Despite its overall pointlessness, there are many surprisingly good points to this movie. The film-makers actually bothered to translate the Vietnamese, which humanized them considerably. Most movies of this ilk callously regard “the enemy” as faceless, unintelligent guerillas who just deserve to die – but the choice to portray the Viet Cong making military decisions, giving pep talks to their boys in… uh, green? sage? taupe? (what was the color of their uniform?), allowing the Vietnamese protagonists to express feelings of horror, indecisiveness, heroism, humanity, almost evened out the insensitivity shown to that race in every previous war picture to date… Too late the apology – if this movie were made in an age where war pictures were taken seriously, rather than mushed out in production-line fashion after September 11, 2001, maybe it would have made amends. Instead, it becomes indistinguishable amongst the bilious fad fodder like BLACK HAWK DOWN and BEHIND ENEMY LINES.
Another plus was the portrayal of the euphemistic “friendly fire”; I’m sure that in the course of every major battle where no one knew which way was down, up or pan-dimensional, innumerable scores of troops must have been cut down by their own men, although, we realize that in showing this one scene, the movie-makers absolve themselves of the implication that this type of incident was commonplace. It is handled, as we would expect Hollywood to handle it, like a mistake that happens as rarely as Dennis Miller resorts to fart jokes for cheap laughs.
Of course, all the maudlin attempts at heartstring-tugging were shoveled effusively down our throats, such as the birth of Chris Klein’s baby and his subsequent hollow prayer, “I don’t know what god’s plan is for me – I hope it’s to protect orphans and not make any” – let’s qualify that statement with the word “American orphans,” cos you sure as shit made a lot of Vietnamese orphans out on that field today, you mannequin-faced hypocrite.
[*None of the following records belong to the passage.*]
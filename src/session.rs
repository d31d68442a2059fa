//! Per-process session identity.
//!
//! The identifier correlates every chat-related request with the backend's
//! server-side history for this client. It is generated once and kept for the
//! lifetime of the controller.

use std::fmt;
use uuid::Uuid;

/// Opaque client-generated session identifier
#[derive(Debug, Clone, PartialEq, Eq, Hash)]
pub struct SessionId(String);

impl SessionId {
    /// Generate a fresh identifier.
    pub fn generate() -> Self {
        Self(format!("session_{}", Uuid::new_v4().simple()))
    }

    pub fn as_str(&self) -> &str {
        &self.0
    }
}

impl From<String> for SessionId {
    fn from(id: String) -> Self {
        Self(id)
    }
}

impl From<&str> for SessionId {
    fn from(id: &str) -> Self {
        Self(id.to_string())
    }
}

impl AsRef<str> for SessionId {
    fn as_ref(&self) -> &str {
        &self.0
    }
}

impl fmt::Display for SessionId {
    fn fmt(&self, f: &mut fmt::Formatter<'_>) -> fmt::Result {
        f.write_str(&self.0)
    }
}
Then there was the montage of Soldier Wife (Madeline Stowe) delivering a sheaf of bereavement letters from the government to unfortunate housewives in her locale, which might have been touching had I not noticed how crooked her wig looked; camera playing over close-ups of extras trying to look soul-broken, when you know that they’re overjoyed to be adding this onscreen sixty-frame dissolve to their resume as “Bereaved Housewife.”
Especially moving was a scene where Barry Pepper, who had just made his acquaintance with Jimmy The Good Gook, was trying to lift the napalmed Jimmy aboard the rescue chopper by grabbing his legs. The jellied flesh of Jimmy’s shins peel off in Pepper’s hands, revealing bone; Jimmy screams (through half a face – although I’m not sure he would have even felt his shins peeling away while his nerves were still trying to deal with the fact that the whole left side of his body had just been cauterized), victim of the Hollywood foreshadowing gambit, which states that if a minor character admits something joyous (such as Jimmy’s wife “having a baby today”) for no plot purpose, it is purely a tool to leverage audience emotion later.
Then came the unintentionally amusing montage in which Barry Pepper dynamically shoots his camera instead of his gun (an aspect made veeery obvious to the cabbagehead public via the previous scene, in a closeup where he drops his gun to replace it with his camera – found later, hanging miraculously unscathed from a tree branch); that look of determined fortitude, overlayed with 70-ml movie-camera image stills, as he turns every which way in slomo, a hero of the shattered plains, a darkroom chemist gone wild – oh, be still my aperture!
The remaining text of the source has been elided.